● WHAT YOU HAVE TO DO
Of all the entries below, retype only the lines from the one with "call failed, reporting" through the one with "-> Result<A, ToolError>", exactly as they appear.

● RECORDS SUPPLIED
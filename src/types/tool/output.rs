//! Tool execution outcome types.

use serde::{Deserialize, Serialize};
use serde_json::Value;

use super::error::{ToolError, ToolErrorKind};
use crate::types::AgentMessage;

/// Tagged outcome of one tool invocation.
#[derive(Debug, Clone, PartialEq, Serialize, Deserialize)]
#[serde(tag = "status", rename_all = "snake_case")]
pub enum ToolOutcome {
    Success { value: Value },
    Failure { kind: ToolErrorKind, message: String },
}

/// Result of one tool invocation, correlated to its request by `call_id`.
#[derive(Debug, Clone, PartialEq, Serialize, Deserialize)]
pub struct ToolResult {
    pub tool_name: String,
    pub call_id: String,
    pub outcome: ToolOutcome,
}

impl ToolResult {
    pub fn success(tool_name: impl Into<String>, call_id: impl Into<String>, value: Value) -> Self {
        Self {
            tool_name: tool_name.into(),
            call_id: call_id.into(),
            outcome: ToolOutcome::Success { value },
        }
    }

    pub fn failure(
        tool_name: impl Into<String>,
        call_id: impl Into<String>,
        kind: ToolErrorKind,
        message: impl Into<String>,
    ) -> Self {
        Self {
            tool_name: tool_name.into(),
            call_id: call_id.into(),
            outcome: ToolOutcome::Failure {
                kind,
                message: message.into(),
            },
        }
    }

    pub fn from_error(
        tool_name: impl Into<String>,
        call_id: impl Into<String>,
        error: &ToolError,
    ) -> Self {
        Self::failure(tool_name, call_id, error.kind(), error.to_string())
    }

    pub fn is_success(&self) -> bool {
        matches!(self.outcome, ToolOutcome::Success { .. })
    }

    pub fn is_error(&self) -> bool {
        !self.is_success()
    }

    pub fn value(&self) -> Option<&Value> {
        match &self.outcome {
            ToolOutcome::Success { value } => Some(value),
            ToolOutcome::Failure { .. } => None,
        }
    }

    pub fn error_kind(&self) -> Option<ToolErrorKind> {
        match &self.outcome {
            ToolOutcome::Failure { kind, .. } => Some(*kind),
            ToolOutcome::Success { .. } => None,
        }
    }

    pub fn error_message(&self) -> Option<&str> {
        match &self.outcome {
            ToolOutcome::Failure { message, .. } => Some(message),
            ToolOutcome::Success { .. } => None,
        }
    }

    /// Text sent back to the LLM in the tool-role reply.
    ///
    /// String values are passed through unquoted; other values are JSON-encoded.
    pub fn content(&self) -> String {
        match &self.outcome {
            ToolOutcome::Success { value: Value::String(s) } => s.clone(),
            ToolOutcome::Success { value: Value::Null } => String::new(),
            ToolOutcome::Success { value } => value.to_string(),
            ToolOutcome::Failure { message, .. } => format!("Error: {}", message),
        }
    }

    pub fn to_message(&self) -> AgentMessage {
        AgentMessage::tool(&self.call_id, self.content())
    }
}
//! Tool executor capability.

use async_trait::async_trait;
use serde::de::DeserializeOwned;
use serde_json::{Map, Value};

use crate::config;
use crate::types::{ToolCall, ToolError, ToolResult, ToolSchema};

/// Uniform dispatch of a named tool call to its handler.
///
/// Implementors provide [`dispatch`](ToolExecutor::dispatch); the provided methods turn
/// its raw outcome into a [`ToolResult`] or, when failures are not swallowed, an error.
#[async_trait]
pub trait ToolExecutor: Send + Sync {
    /// Schemas advertised to the LLM, in registration order.
    fn schemas(&self) -> Vec<ToolSchema>;

    /// Swallow setting pinned on this executor. `None` defers to the caller or the
    /// process-wide configuration.
    fn swallow_override(&self) -> Option<bool> {
        None
    }

    /// Run the handler registered under `name`.
    async fn dispatch(&self, name: &str, arguments: Map<String, Value>)
    -> Result<Value, ToolError>;

    fn has_tool(&self, name: &str) -> bool {
        self.schemas().iter().any(|s| s.name == name)
    }

    /// Execute `call` under an explicit swallow policy.
    async fn execute_with(&self, call: &ToolCall, swallow: bool) -> crate::Result<ToolResult> {
        let outcome = match call.arguments_object() {
            Ok(arguments) => self.dispatch(&call.name, arguments).await,
            Err(e) => Err(e),
        };
        settle(call, outcome, swallow)
    }

    /// Execute `call`, swallowing failures according to this executor's override or
    /// the process-wide configuration read now.
    async fn execute(&self, call: &ToolCall) -> crate::Result<ToolResult> {
        let swallow = self
            .swallow_override()
            .unwrap_or_else(config::should_swallow_exceptions);
        self.execute_with(call, swallow).await
    }

    /// Execute a tool by name outside of an LLM exchange. A call id is generated.
    async fn invoke(&self, name: &str, arguments: Value) -> crate::Result<ToolResult> {
        let call = ToolCall::new(generate_call_id(), name, arguments);
        self.execute(&call).await
    }
}

/// Map a raw dispatch outcome onto the tool/loop boundary.
///
/// Failures become `failure` results when `swallow` is set and errors otherwise.
pub fn settle(
    call: &ToolCall,
    outcome: Result<Value, ToolError>,
    swallow: bool,
) -> crate::Result<ToolResult> {
    match outcome {
        Ok(value) => Ok(ToolResult::success(&call.name, &call.id, value)),
        Err(error) if swallow => {
            tracing::warn!(
                tool = %call.name,
                call_id = %call.id,
                error = %error,
                "Tool call failed, reporting to LLM"
            );
            Ok(ToolResult::from_error(&call.name, &call.id, &error))
        }
        Err(error) => Err(crate::Error::from_tool_error(&call.name, &call.id, error)),
    }
}

/// Deserialize named arguments into a handler's parameter type.
pub fn parse_arguments<A: DeserializeOwned>(
    tool: &str,
    arguments: Map<String, Value>,
) -> Result<A, ToolError> {
    serde_json::from_value(Value::Object(arguments))
        .map_err(|e| ToolError::invalid_arguments(tool, e.to_string()))
}

pub(crate) fn generate_call_id() -> String {
    format!("call_{}", uuid::Uuid::new_v4().simple())
}
//! The execution loop.

use tokio_util::sync::CancellationToken;
use tracing::{Instrument, debug, info, warn};

use super::dispatch::{RunPolicy, ToolDispatcher};
use super::{ExecutionResult, HookFailurePolicy, LlmExecutor};
use crate::client::LlmResponse;
use crate::config;
use crate::hooks::{HookEvent, HookPhase};
use crate::observability::SpanContext;
use crate::tools::generate_call_id;
use crate::types::{AgentContext, AgentMessage, ToolSchema, Usage};
use crate::{Error, Result};

impl LlmExecutor {
    /// Run one conversation turn to completion.
    ///
    /// Returns `Err` for LLM failures, and for tool failures, hook failures and the
    /// iteration limit when the run is not swallowing failures. Otherwise those are
    /// folded into the result.
    pub async fn run(&self, ctx: &AgentContext) -> Result<ExecutionResult> {
        let spans = SpanContext::from_context(ctx);
        let span = spans.run_span(self.config.max_iterations);
        let result = self.run_inner(ctx, spans).instrument(span.clone()).await;
        if let Ok(finished) = &result {
            span.record("iterations", finished.iterations as u64);
        }
        result
    }

    /// [`run`](Self::run), abandoned as soon as `token` is cancelled.
    ///
    /// In-flight LLM and tool calls are dropped and their results discarded.
    pub async fn run_with_cancellation(
        &self,
        ctx: &AgentContext,
        token: CancellationToken,
    ) -> Result<ExecutionResult> {
        tokio::select! {
            biased;
            _ = token.cancelled() => {
                warn!(run_id = %ctx.run_id, "Run cancelled");
                let error = Error::Cancelled;
                self.hooks.notify_error(ctx, &error, HookPhase::Run).await;
                Err(error)
            }
            result = self.run(ctx) => result,
        }
    }

    fn resolve_policy(&self) -> RunPolicy {
        let swallow = self
            .config
            .swallow_tool_exceptions
            .or_else(|| self.tools.swallow_override())
            .unwrap_or_else(|| config::get_config().swallow_tool_exceptions);

        RunPolicy {
            swallow,
            isolate_hooks: swallow
                || self.config.hook_failure_policy == HookFailurePolicy::Continue,
            concurrency: self.config.tool_concurrency_limit,
            tool_timeout: self.config.tool_timeout,
        }
    }

    async fn run_inner(&self, ctx: &AgentContext, spans: SpanContext) -> Result<ExecutionResult> {
        self.config.validate()?;

        let policy = self.resolve_policy();
        let schemas = self.tools.schemas();
        let dispatcher = ToolDispatcher {
            tools: self.tools.as_ref(),
            hooks: &self.hooks,
            ctx,
            spans,
            policy,
        };

        let seed_len = ctx.input_messages.len();
        let mut messages = ctx.input_messages.clone();
        let mut usage = Usage::default();
        let mut tool_results = Vec::new();
        let mut iterations = 0;

        info!(
            run_id = %ctx.run_id,
            conversation_id = %ctx.conversation_id,
            seed_messages = seed_len,
            tools = schemas.len(),
            swallow = policy.swallow,
            "Starting agent run"
        );

        loop {
            if iterations >= self.config.max_iterations {
                let error = Error::IterationLimitExceeded {
                    max_iterations: self.config.max_iterations,
                };
                warn!(max = self.config.max_iterations, "Max iterations reached");
                self.hooks.notify_error(ctx, &error, HookPhase::Run).await;
                if !policy.swallow {
                    return Err(error);
                }
                return Ok(ExecutionResult {
                    run_id: ctx.run_id,
                    conversation_id: ctx.conversation_id,
                    messages,
                    iterations,
                    usage,
                    final_content: None,
                    error: Some(error),
                    seed_len,
                    tool_results,
                });
            }

            iterations += 1;
            debug!(iteration = iterations, "Starting iteration");

            self.hooks
                .emit(
                    ctx,
                    HookEvent::BeforeLlmCall {
                        messages: &messages,
                    },
                    policy.isolate_hooks,
                )
                .await?;

            let mut response = match self.call_llm(&messages, &schemas, &spans, iterations).await {
                Ok(response) => response,
                Err(e) => {
                    warn!(iteration = iterations, error = %e, "LLM call failed");
                    self.hooks.notify_error(ctx, &e, HookPhase::LlmCall).await;
                    return Err(e);
                }
            };

            for call in &mut response.message.tool_calls {
                if call.id.is_empty() {
                    call.id = generate_call_id();
                }
            }
            usage.accumulate(&response.usage);

            self.hooks
                .emit(
                    ctx,
                    HookEvent::AfterLlmCall {
                        response: &response,
                        usage: &usage,
                    },
                    policy.isolate_hooks,
                )
                .await?;

            if !response.wants_tool_use() {
                debug!("No tool use requested, ending loop");
                let final_content = response.message.content.clone();
                messages.push(response.message);

                info!(
                    iterations,
                    total_tokens = usage.total_tokens(),
                    tool_calls = tool_results.len(),
                    "Agent run completed"
                );
                return Ok(ExecutionResult {
                    run_id: ctx.run_id,
                    conversation_id: ctx.conversation_id,
                    messages,
                    iterations,
                    usage,
                    final_content: Some(final_content),
                    error: None,
                    seed_len,
                    tool_results,
                });
            }

            let assistant = response.message;
            debug!(
                iteration = iterations,
                tool_calls = assistant.tool_calls.len(),
                "Dispatching tool calls"
            );
            let results = dispatcher.dispatch(&assistant.tool_calls).await?;

            messages.push(assistant);
            messages.extend(results.iter().map(|r| r.to_message()));
            tool_results.extend(results);
        }
    }

    async fn call_llm(
        &self,
        messages: &[AgentMessage],
        schemas: &[ToolSchema],
        spans: &SpanContext,
        iteration: usize,
    ) -> Result<LlmResponse> {
        let call_span = spans.llm_call_span(iteration);
        let request = self
            .client
            .generate(messages, schemas, &self.config.options)
            .instrument(call_span.span().clone());

        let outcome = match self.config.llm_timeout {
            Some(limit) => tokio::time::timeout(limit, request)
                .await
                .unwrap_or_else(|_| Err(Error::LlmTimeout(limit))),
            None => request.await,
        };

        match outcome {
            Ok(mut response) => {
                call_span.record_usage(&response.usage, response.message.tool_calls.len());
                let latency_ms = call_span.finish();
                if response.usage.latency_ms == 0 {
                    response.usage.latency_ms = latency_ms;
                }
                debug!(iteration, latency_ms, "LLM call completed");
                Ok(response)
            }
            Err(e) => {
                call_span.finish();
                Err(e)
            }
        }
    }
}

● EXERCISE RESPONSE
                "Tool call failed, reporting to LLM"
            );
            Ok(ToolResult::from_error(&call.name, &call.id, &error))
        }
        Err(error) => Err(crate::Error::from_tool_error(&call.name, &call.id, error)),
    }
}

/// Deserialize named arguments into a handler's parameter type.
pub fn parse_arguments<A: DeserializeOwned>(
    tool: &str,
    arguments: Map<String, Value>,
) -> Result<A, ToolError> {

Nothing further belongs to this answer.